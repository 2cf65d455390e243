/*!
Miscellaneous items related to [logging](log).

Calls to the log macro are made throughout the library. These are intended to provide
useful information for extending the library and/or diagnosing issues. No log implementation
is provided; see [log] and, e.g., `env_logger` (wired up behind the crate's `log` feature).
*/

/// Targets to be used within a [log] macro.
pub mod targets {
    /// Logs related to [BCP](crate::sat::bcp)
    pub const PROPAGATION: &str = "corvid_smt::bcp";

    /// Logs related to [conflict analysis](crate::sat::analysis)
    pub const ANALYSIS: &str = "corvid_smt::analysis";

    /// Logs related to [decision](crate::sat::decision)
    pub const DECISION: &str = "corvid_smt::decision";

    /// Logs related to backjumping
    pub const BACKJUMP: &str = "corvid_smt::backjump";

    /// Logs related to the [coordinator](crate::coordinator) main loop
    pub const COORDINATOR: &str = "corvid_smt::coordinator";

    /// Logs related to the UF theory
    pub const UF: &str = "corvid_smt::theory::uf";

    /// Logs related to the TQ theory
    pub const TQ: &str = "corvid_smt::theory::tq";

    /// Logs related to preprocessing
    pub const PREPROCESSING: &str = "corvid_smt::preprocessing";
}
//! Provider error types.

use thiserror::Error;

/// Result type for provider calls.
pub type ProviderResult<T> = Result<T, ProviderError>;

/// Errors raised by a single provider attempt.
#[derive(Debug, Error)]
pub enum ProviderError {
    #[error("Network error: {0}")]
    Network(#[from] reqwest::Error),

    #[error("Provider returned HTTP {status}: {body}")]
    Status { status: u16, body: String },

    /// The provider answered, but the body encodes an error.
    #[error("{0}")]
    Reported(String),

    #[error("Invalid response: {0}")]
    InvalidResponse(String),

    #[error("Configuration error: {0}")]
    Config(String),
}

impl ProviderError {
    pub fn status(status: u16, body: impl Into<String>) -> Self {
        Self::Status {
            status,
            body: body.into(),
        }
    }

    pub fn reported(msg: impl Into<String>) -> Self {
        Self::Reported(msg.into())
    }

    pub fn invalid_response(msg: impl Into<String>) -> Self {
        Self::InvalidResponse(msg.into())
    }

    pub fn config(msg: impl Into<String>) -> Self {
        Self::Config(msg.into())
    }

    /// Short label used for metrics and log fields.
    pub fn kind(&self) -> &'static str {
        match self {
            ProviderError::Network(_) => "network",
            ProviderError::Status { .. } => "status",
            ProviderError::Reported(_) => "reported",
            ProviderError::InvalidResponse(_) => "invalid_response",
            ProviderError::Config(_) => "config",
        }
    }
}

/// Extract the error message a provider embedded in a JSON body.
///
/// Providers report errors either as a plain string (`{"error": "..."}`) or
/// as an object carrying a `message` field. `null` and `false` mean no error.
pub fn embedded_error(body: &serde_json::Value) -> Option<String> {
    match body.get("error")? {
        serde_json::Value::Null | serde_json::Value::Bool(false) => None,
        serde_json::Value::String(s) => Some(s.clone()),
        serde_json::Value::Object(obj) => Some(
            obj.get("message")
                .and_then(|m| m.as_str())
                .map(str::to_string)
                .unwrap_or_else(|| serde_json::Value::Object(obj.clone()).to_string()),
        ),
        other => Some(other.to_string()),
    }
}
...
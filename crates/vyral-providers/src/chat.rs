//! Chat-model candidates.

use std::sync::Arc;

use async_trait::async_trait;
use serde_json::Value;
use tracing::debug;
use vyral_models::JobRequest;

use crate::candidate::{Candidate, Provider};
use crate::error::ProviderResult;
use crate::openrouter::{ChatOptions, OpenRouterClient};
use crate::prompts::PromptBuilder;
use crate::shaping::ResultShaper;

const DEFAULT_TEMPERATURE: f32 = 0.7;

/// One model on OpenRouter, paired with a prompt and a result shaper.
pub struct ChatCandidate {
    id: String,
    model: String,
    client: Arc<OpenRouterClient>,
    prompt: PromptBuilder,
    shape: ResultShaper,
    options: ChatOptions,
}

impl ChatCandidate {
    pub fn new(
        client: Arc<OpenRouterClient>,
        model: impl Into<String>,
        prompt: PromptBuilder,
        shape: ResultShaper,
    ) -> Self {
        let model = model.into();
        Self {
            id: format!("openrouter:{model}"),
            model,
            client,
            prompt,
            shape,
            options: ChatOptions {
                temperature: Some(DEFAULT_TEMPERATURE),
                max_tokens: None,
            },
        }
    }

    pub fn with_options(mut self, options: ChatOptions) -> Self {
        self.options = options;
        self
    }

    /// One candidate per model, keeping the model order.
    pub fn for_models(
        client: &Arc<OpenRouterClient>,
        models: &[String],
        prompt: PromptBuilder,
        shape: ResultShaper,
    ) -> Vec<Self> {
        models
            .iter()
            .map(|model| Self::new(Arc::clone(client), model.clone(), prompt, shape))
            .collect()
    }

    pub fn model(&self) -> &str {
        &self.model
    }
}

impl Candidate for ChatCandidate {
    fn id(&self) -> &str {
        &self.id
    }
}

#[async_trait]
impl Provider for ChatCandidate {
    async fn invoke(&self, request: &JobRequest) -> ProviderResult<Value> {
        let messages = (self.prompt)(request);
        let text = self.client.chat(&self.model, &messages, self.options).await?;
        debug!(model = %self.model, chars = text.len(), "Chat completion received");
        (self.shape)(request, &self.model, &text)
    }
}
---
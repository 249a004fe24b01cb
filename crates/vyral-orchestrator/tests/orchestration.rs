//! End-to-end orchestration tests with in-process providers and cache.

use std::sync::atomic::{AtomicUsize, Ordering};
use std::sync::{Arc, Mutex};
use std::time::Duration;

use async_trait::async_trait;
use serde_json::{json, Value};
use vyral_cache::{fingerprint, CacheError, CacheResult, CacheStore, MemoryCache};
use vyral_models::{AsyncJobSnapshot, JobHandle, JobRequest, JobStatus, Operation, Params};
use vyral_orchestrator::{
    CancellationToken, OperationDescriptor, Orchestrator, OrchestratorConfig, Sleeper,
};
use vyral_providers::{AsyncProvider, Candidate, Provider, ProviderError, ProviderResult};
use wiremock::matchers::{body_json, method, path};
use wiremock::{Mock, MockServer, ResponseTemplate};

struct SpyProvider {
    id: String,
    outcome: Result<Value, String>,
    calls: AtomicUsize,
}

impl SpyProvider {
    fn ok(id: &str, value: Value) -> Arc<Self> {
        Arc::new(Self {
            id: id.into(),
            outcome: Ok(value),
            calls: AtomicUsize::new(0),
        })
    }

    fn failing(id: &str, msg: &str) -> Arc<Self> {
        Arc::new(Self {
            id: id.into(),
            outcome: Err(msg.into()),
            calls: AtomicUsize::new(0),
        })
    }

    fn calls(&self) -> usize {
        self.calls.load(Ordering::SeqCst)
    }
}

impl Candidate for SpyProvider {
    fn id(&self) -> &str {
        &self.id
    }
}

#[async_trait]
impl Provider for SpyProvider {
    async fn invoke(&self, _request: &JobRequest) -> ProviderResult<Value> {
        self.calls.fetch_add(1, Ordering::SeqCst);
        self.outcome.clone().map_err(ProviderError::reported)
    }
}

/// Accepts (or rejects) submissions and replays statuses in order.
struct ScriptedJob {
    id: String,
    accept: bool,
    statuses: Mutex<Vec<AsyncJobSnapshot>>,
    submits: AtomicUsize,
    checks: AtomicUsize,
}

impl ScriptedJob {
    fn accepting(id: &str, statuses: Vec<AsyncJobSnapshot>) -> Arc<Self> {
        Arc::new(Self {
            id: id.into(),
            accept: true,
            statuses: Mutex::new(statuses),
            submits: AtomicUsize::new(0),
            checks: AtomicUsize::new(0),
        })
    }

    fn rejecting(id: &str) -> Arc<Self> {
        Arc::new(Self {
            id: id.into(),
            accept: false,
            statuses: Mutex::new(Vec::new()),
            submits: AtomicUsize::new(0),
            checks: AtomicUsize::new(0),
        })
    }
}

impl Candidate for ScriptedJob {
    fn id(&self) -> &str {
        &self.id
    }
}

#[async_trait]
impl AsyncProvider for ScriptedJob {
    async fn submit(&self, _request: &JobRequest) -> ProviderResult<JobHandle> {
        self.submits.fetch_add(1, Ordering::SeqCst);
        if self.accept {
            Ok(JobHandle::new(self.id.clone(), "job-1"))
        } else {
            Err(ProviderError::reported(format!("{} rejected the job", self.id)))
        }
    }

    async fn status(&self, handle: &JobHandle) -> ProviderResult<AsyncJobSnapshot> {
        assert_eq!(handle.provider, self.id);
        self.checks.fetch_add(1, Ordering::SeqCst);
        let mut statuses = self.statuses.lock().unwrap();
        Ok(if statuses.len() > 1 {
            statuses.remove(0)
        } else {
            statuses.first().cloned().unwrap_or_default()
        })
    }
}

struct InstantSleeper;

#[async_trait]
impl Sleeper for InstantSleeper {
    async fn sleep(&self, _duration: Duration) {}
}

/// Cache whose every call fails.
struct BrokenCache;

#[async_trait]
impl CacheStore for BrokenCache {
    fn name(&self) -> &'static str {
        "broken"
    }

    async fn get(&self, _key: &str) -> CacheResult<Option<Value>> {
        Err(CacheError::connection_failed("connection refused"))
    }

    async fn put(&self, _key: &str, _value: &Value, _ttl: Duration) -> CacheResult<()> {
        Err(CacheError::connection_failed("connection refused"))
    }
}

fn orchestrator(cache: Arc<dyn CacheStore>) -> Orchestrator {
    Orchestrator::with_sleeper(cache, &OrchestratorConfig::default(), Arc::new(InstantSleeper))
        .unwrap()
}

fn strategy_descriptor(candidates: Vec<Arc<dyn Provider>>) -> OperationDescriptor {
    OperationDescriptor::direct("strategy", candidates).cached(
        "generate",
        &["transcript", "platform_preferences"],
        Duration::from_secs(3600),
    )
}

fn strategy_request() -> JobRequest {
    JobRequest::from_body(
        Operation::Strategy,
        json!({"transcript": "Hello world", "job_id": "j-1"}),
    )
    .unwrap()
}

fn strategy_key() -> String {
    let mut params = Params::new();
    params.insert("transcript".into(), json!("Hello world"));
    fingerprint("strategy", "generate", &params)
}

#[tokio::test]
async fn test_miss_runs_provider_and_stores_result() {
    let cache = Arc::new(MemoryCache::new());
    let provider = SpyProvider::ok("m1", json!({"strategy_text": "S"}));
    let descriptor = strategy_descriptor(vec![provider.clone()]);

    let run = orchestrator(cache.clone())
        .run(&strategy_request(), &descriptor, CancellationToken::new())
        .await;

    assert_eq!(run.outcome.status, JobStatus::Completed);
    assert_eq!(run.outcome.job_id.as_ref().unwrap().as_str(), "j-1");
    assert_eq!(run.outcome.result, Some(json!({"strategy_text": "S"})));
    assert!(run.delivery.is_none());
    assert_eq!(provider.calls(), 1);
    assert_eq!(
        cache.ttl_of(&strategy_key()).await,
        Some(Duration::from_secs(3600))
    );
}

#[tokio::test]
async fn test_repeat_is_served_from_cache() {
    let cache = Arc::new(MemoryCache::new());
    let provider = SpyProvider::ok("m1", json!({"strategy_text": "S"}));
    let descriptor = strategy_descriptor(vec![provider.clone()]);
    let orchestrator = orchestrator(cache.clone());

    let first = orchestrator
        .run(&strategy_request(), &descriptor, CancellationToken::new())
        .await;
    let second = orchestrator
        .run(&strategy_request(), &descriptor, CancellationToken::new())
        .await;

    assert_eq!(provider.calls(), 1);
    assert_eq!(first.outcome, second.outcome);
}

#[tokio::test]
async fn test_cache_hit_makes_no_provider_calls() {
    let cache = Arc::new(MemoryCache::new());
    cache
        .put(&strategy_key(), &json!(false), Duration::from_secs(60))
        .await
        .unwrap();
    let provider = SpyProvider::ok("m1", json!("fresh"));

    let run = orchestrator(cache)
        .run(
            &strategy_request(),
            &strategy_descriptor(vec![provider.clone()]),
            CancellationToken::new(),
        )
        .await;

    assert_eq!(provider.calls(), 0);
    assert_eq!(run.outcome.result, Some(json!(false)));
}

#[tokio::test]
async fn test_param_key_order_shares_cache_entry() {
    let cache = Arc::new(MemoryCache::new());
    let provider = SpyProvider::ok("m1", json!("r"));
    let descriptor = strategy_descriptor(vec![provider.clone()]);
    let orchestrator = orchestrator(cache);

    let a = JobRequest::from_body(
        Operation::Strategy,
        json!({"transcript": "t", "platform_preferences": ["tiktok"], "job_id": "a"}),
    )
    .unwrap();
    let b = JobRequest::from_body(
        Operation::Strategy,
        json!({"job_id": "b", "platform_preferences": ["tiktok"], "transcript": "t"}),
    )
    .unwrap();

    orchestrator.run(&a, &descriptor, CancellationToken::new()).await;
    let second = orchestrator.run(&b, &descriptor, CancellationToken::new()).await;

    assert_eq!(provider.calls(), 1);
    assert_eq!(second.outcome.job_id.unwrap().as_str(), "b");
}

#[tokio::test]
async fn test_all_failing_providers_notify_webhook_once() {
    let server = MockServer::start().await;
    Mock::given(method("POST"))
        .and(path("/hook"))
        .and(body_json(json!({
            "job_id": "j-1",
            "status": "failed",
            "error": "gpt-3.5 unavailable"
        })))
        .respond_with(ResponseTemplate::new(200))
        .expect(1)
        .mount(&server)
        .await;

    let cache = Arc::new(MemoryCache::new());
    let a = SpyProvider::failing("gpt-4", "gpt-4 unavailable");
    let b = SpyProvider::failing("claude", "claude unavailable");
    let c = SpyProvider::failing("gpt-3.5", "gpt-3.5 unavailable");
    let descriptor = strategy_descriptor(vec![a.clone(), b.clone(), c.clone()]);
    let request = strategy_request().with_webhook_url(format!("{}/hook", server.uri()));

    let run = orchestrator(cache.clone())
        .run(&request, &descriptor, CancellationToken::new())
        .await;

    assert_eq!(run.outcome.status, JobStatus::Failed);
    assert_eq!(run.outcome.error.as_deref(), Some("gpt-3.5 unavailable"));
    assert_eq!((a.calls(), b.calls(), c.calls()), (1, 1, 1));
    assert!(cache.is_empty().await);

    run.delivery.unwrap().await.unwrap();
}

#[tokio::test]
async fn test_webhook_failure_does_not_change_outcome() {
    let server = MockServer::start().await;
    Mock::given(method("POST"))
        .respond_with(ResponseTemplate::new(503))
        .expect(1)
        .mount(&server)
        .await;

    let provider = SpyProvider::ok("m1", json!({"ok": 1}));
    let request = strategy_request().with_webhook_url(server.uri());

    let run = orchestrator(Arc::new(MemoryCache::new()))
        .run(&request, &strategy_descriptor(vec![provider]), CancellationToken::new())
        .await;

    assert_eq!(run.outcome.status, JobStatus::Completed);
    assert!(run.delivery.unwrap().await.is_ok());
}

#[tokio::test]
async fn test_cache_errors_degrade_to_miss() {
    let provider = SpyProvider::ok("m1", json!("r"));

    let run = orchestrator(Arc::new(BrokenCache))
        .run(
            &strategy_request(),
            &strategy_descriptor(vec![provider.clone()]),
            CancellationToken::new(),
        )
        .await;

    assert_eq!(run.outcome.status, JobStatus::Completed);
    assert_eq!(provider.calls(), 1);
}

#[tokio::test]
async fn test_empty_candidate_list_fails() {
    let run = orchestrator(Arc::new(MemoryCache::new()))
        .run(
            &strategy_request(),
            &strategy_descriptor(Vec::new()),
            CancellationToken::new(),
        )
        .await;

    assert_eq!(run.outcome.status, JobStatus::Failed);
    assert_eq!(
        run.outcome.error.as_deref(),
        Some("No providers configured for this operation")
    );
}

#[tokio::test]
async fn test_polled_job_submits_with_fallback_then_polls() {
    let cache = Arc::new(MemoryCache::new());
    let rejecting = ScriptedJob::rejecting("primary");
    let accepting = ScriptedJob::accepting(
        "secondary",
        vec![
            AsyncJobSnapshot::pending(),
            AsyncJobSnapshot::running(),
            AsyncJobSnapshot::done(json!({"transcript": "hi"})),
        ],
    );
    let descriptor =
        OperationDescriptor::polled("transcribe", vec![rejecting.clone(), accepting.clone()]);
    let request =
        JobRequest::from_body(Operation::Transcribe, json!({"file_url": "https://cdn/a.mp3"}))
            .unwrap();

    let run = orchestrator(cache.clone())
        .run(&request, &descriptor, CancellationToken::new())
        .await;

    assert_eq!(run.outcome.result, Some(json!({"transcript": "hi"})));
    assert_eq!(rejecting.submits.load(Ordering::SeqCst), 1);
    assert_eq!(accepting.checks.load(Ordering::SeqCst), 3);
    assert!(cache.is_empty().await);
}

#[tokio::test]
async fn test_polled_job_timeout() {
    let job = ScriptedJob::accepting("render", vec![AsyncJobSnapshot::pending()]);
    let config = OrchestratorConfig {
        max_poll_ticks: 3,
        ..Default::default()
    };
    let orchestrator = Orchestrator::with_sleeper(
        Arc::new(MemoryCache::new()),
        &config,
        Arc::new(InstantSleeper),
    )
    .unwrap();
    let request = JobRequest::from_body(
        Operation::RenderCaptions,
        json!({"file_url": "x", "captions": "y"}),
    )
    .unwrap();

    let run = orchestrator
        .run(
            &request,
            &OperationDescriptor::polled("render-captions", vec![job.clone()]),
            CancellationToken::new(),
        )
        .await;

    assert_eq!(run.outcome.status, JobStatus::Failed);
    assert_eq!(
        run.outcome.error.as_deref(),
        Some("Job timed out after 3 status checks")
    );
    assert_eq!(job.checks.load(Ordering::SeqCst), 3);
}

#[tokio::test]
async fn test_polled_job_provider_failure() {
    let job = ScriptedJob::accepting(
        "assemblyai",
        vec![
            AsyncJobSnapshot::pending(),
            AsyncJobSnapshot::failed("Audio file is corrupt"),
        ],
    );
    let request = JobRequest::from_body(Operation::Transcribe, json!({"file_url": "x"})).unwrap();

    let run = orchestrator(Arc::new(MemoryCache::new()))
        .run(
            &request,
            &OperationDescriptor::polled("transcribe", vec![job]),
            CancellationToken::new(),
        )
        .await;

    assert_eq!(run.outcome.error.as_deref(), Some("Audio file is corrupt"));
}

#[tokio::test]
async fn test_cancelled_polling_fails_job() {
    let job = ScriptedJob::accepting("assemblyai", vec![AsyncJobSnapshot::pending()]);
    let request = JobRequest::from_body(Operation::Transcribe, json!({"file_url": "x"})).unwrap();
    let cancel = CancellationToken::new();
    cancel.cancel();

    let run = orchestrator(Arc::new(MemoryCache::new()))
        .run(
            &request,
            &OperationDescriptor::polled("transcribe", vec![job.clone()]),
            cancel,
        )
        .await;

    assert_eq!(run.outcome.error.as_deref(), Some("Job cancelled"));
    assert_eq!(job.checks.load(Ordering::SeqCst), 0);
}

Task item -
Give back, unchanged, the run of lines in the listing above that begins at the line containing "repository 2cf65d455390e243" and ends at the line containing "a [log] macro.", both included.

Solution for this problem -
repository 2cf65d455390e243
/*!
Miscellaneous items related to [logging](log).

Calls to the log macro are made throughout the library. These are intended to provide
useful information for extending the library and/or diagnosing issues. No log implementation
is provided; see [log] and, e.g., `env_logger` (wired up behind the crate's `log` feature).
*/

/// Targets to be used within a [log] macro.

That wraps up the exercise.